# Is Debt-Heavy Wilmar International Limited’s Cash Machine Fast Enough?

“Cash, though, is to a business as oxygen is to an individual: never thought about when it is present, the only thing in mind when it is absent. When bills come due, only cash is legal tender. Don’t leave home without it.”

— Warren Buffett

As we search for positive signs in a new company, the cash flowing through the firm may be one thing worth looking up. In particular, the cash conversion cycle of a company may be of interest to the Foolish investor.

Turning goods into cash

Simply said, the cash conversion cycle is the number of days it takes for a company to convert cash in the bank to inventory, sell that inventory, and receive the cash from the sale. The shorter the cycle goes, the better.

To learn how to calculate the cash conversion cycle, go here.

Let’s run leading Asian agribusiness group Wilmar International Limited (SGX:F34) through this calculation today. We will be using figures from the firm’s financial year ended 31 December 2014 in this case.

We start with the Days Inventory Outstanding (DIO) metric. DIO is the number of days that it takes for a company to sell its entire inventory. Generally speaking, the lower the number of days, the more effective the company’s inventory management is.

Below is a summary table with all the relevant figures.

Source: Wilmar’s earnings report

Next up, we have the Days Sales Outstanding (DSO) figure. DSO represents the amount of time it takes the company, on average, to receive money after it has sold a good or service. Having a lower DSO usually indicates that a company is good at credit management.

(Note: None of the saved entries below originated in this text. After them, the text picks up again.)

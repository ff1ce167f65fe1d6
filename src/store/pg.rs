//! PostgreSQL-backed challenge and user stores

use async_trait::async_trait;
use chrono::Duration;
use sqlx::PgPool;
use uuid::Uuid;

use super::{ChallengeStore, StoreError, UserDirectory};
use crate::models::{Challenge, User};

/// Challenge store over the `auth_challenges` table.
#[derive(Clone)]
pub struct PgChallengeStore {
    pool: PgPool,
    ttl: Duration,
}

impl PgChallengeStore {
    pub fn new(pool: PgPool, ttl_seconds: i64) -> Self {
        Self {
            pool,
            ttl: Duration::seconds(ttl_seconds),
        }
    }
}

#[async_trait]
impl ChallengeStore for PgChallengeStore {
    async fn issue(&self, wallet_address: &str) -> Result<Challenge, StoreError> {
        let challenge = Challenge::new(wallet_address, self.ttl);

        sqlx::query(
            r#"
            INSERT INTO auth_challenges (id, wallet_address, nonce, challenge_text, created_at, expires_at)
            VALUES ($1, $2, $3, $4, $5, $6)
            "#,
        )
        .bind(challenge.id)
        .bind(&challenge.wallet_address)
        .bind(&challenge.nonce)
        .bind(&challenge.challenge_text)
        .bind(challenge.created_at)
        .bind(challenge.expires_at)
        .execute(&self.pool)
        .await?;

        Ok(challenge)
    }

    async fn most_recent_for(
        &self,
        wallet_address: &str,
    ) -> Result<Option<Challenge>, StoreError> {
        let challenge: Option<Challenge> = sqlx::query_as(
            r#"
            SELECT id, wallet_address, nonce, challenge_text, created_at, expires_at
            FROM auth_challenges
            WHERE wallet_address = $1 AND expires_at > NOW()
            ORDER BY created_at DESC
            LIMIT 1
            "#,
        )
        .bind(wallet_address)
        .fetch_optional(&self.pool)
        .await?;

        Ok(challenge)
    }

    async fn consume(&self, id: Uuid) -> Result<(), StoreError> {
        // Zero rows affected means another request got there first; that is
        // not an error for the caller.
        sqlx::query(
            r#"
            DELETE FROM auth_challenges WHERE id = $1
            "#,
        )
        .bind(id)
        .execute(&self.pool)
        .await?;

        Ok(())
    }

    async fn purge_expired(&self) -> Result<u64, StoreError> {
        let result = sqlx::query(
            r#"
            DELETE FROM auth_challenges WHERE expires_at <= NOW()
            "#,
        )
        .execute(&self.pool)
        .await?;

        Ok(result.rows_affected())
    }
}

/// User directory over the `users` table.
#[derive(Clone)]
pub struct PgUserDirectory {
    pool: PgPool,
}

impl PgUserDirectory {
    pub fn new(pool: PgPool) -> Self {
        Self { pool }
    }
}

#[async_trait]
impl UserDirectory for PgUserDirectory {
    async fn find_by_address(&self, wallet_address: &str) -> Result<Option<User>, StoreError> {
        let user: Option<User> = sqlx::query_as(
            r#"
            SELECT id, wallet_address, username, created_at
            FROM users
            WHERE wallet_address = $1
            "#,
        )
        .bind(wallet_address)
        .fetch_optional(&self.pool)
        .await?;

        Ok(user)
    }

    async fn find_or_create(&self, wallet_address: &str) -> Result<User, StoreError> {
        if let Some(user) = self.find_by_address(wallet_address).await? {
            return Ok(user);
        }

        // Two concurrent first logins can race on the unique index; the
        // loser's insert is a no-op and the re-select returns the winner's
        // row.
        let user = User::new(wallet_address);
        sqlx::query(
            r#"
            INSERT INTO users (id, wallet_address, username, created_at)
            VALUES ($1, $2, $3, $4)
            ON CONFLICT (wallet_address) DO NOTHING
            "#,
        )
        .bind(user.id)
        .bind(&user.wallet_address)
        .bind(&user.username)
        .bind(user.created_at)
        .execute(&self.pool)
        .await?;

        match self.find_by_address(wallet_address).await? {
            Some(user) => Ok(user),
            None => Err(StoreError::Backend(
                "user row missing after insert".to_string(),
            )),
        }
    }
}
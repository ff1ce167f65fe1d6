//! Launchpad Backend Server
//!
//! Serves the wallet authentication API: challenge issuance, signature
//! verification, and bearer-token session lookup.

use std::net::SocketAddr;
use std::sync::Arc;
use std::time::Duration;

use anyhow::Context;
use axum::http::{HeaderValue, Method};
use tokio::signal;
use tower_http::cors::{Any, CorsLayer};

use launchpad_server::auth::{AuthService, Ed25519Verifier, TokenIssuer};
use launchpad_server::config::Config;
use launchpad_server::db::{self, Database};
use launchpad_server::routes;
use launchpad_server::state::AppState;
use launchpad_server::store::{
    self, ChallengeStore, MemoryChallengeStore, MemoryUserDirectory, PgChallengeStore,
    PgUserDirectory, UserDirectory,
};

#[tokio::main]
async fn main() -> anyhow::Result<()> {
    let config = Config::from_env().context("failed to load configuration")?;

    tracing_subscriber::fmt()
        .with_env_filter(
            tracing_subscriber::EnvFilter::try_from_default_env()
                .unwrap_or_else(|_| tracing_subscriber::EnvFilter::new(&config.log_level)),
        )
        .with_target(true)
        .init();

    tracing::info!(
        environment = config.environment.as_str(),
        database = %config.database_url_masked(),
        "Starting launchpad server"
    );

    // Token signing keys are supplied out-of-band; the private half never
    // leaves this process.
    let private_pem = std::fs::read(&config.jwt_private_key_path)
        .with_context(|| format!("failed to read {}", config.jwt_private_key_path))?;
    let public_pem = std::fs::read(&config.jwt_public_key_path)
        .with_context(|| format!("failed to read {}", config.jwt_public_key_path))?;

    let token_issuer = Arc::new(
        TokenIssuer::from_rsa_pem(&private_pem, &public_pem, config.access_token_ttl_seconds)
            .context("failed to load JWT signing keys")?,
    );

    let (challenges, users, database): (
        Arc<dyn ChallengeStore>,
        Arc<dyn UserDirectory>,
        Option<Database>,
    ) = match &config.database_url {
        Some(url) => {
            let pool = db::create_pool(url, config.db_max_connections).await?;
            db::run_migrations(&pool).await?;
            (
                Arc::new(PgChallengeStore::new(
                    pool.clone(),
                    config.challenge_ttl_seconds,
                )),
                Arc::new(PgUserDirectory::new(pool.clone())),
                Some(Database::new(pool)),
            )
        }
        None => {
            if config.environment.is_production() {
                anyhow::bail!("DATABASE_URL is required in production");
            }
            tracing::warn!("DATABASE_URL not set, using in-memory stores");
            (
                Arc::new(MemoryChallengeStore::new(config.challenge_ttl_seconds)),
                Arc::new(MemoryUserDirectory::new()),
                None,
            )
        }
    };

    let auth_service = Arc::new(AuthService::new(
        challenges.clone(),
        users.clone(),
        Arc::new(Ed25519Verifier),
    ));

    // Expired challenges are already unusable; the reaper just keeps the
    // store from accumulating them.
    tokio::spawn(store::challenge_reaper(
        challenges.clone(),
        Duration::from_secs(config.challenge_reap_interval_seconds),
    ));

    let state = AppState::new(auth_service, token_issuer, users, database);

    let app = routes::app_router(state).layer(configure_cors(&config));

    let addr = SocketAddr::from(([127, 0, 0, 1], config.port));
    tracing::info!("Server listening on {}", addr);

    let listener = tokio::net::TcpListener::bind(addr)
        .await
        .with_context(|| format!("failed to bind {}", addr))?;

    axum::serve(listener, app)
        .with_graceful_shutdown(shutdown_signal())
        .await
        .context("server error")?;

    tracing::info!("Server shutdown complete");
    Ok(())
}

fn configure_cors(config: &Config) -> CorsLayer {
    let Some(allowed) = config.cors_allowed_origins.as_deref() else {
        tracing::warn!("CORS_ALLOWED_ORIGINS not set, allowing all origins (permissive)");
        return CorsLayer::permissive();
    };

    let origins: Vec<HeaderValue> = allowed
        .split(',')
        .filter_map(|s| s.trim().parse().ok())
        .collect();

    CorsLayer::new()
        .allow_origin(origins)
        .allow_methods([Method::GET, Method::POST])
        .allow_headers(Any)
}

/// Graceful shutdown signal handler
async fn shutdown_signal() {
    let ctrl_c = async {
        signal::ctrl_c()
            .await
            .expect("Failed to install Ctrl+C handler");
    };

    #[cfg(unix)]
    let terminate = async {
        signal::unix::signal(signal::unix::SignalKind::terminate())
            .expect("Failed to install SIGTERM handler")
            .recv()
            .await;
    };

    #[cfg(not(unix))]
    let terminate = std::future::pending::<()>();

    tokio::select! {
        _ = ctrl_c => {
            tracing::info!("Received Ctrl+C, initiating graceful shutdown...");
        }
        _ = terminate => {
            tracing::info!("Received SIGTERM, initiating graceful shutdown...");
        }
    }
}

Source: Wilmar’s earnings report

Finally, we come to the Days Payable Outstanding (DPO), which is the number of days it takes a company to pay its suppliers after their products have arrived. In general, having a longer payment term is better for a company.

Source: Wilmar’s earnings report

Pulling it together

The cash conversion cycle can now be put together by adding the DIO with DSO and subtracting the DPO. Doing so would give Wilmar a cash conversion cycle of 79 days for the financial year ended 31 December 2014 (61 + 34 – 16 = 79).

It’s notable that Wilmar takes more time to collect payment from its customers (34 days) as compared to the time it takes to pay its suppliers (16 days). When you throw in a DIO level of 61 days, this pushes the company towards a cash conversion cycle of 79 days.

In all, the cash conversion cycle of 79 days would mean that Wilmar’s business would require working capital to finance. With its net-debt position at the end of 2014, this adds to the overall level of financial risk that the company may have to face.

Over time, tracking the changes in the cash conversion cycle of a company may help the Foolish investor understand the business changes that the company makes and whether those changes helps bring in the cash faster.

With that, the Foolish investor would be in a better position to decide if Wilmar’s current share price provides an appropriate margin of safety and whether it fits into his or her portfolio.